What is being asked:
Copy out every line below without alteration.

Listed records:

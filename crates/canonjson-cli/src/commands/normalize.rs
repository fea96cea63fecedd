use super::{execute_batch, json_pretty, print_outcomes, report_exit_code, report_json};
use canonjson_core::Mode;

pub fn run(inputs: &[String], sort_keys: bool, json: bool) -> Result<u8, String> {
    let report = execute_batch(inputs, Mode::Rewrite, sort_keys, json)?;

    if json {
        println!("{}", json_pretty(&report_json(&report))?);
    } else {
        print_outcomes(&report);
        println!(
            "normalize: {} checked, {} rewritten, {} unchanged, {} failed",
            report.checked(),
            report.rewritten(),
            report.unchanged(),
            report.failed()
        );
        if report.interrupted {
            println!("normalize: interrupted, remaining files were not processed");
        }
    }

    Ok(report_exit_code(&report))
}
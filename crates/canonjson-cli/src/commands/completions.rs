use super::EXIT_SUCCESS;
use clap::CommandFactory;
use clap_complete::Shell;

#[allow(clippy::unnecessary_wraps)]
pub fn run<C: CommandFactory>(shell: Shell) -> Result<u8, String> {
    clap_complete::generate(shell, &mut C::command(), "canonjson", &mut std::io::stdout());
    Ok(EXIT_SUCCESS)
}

Result of the task:
filename crates/canonjson-cli/src/commands/normalize.rs
repository fea96cea63fecedd
use super::{execute_batch, json_pretty, print_outcomes, report_exit_code, report_json};
use canonjson_core::Mode;

pub fn run(inputs: &[String], sort_keys: bool, json: bool) -> Result<u8, String> {
    let report = execute_batch(inputs, Mode::Rewrite, sort_keys, json)?;

    if json {
        println!("{}", json_pretty(&report_json(&report))?);
    } else {
        print_outcomes(&report);
        println!(
            "normalize: {} checked, {} rewritten, {} unchanged, {} failed",
            report.checked(),
            report.rewritten(),
            report.unchanged(),
            report.failed()
        );
        if report.interrupted {
            println!("normalize: interrupted, remaining files were not processed");
        }
    }

    Ok(report_exit_code(&report))
}
filename crates/canonjson-cli/src/commands/completions.rs
use super::EXIT_SUCCESS;
use clap::CommandFactory;
use clap_complete::Shell;

#[allow(clippy::unnecessary_wraps)]
pub fn run<C: CommandFactory>(shell: Shell) -> Result<u8, String> {
    clap_complete::generate(shell, &mut C::command(), "canonjson", &mut std::io::stdout());
    Ok(EXIT_SUCCESS)
}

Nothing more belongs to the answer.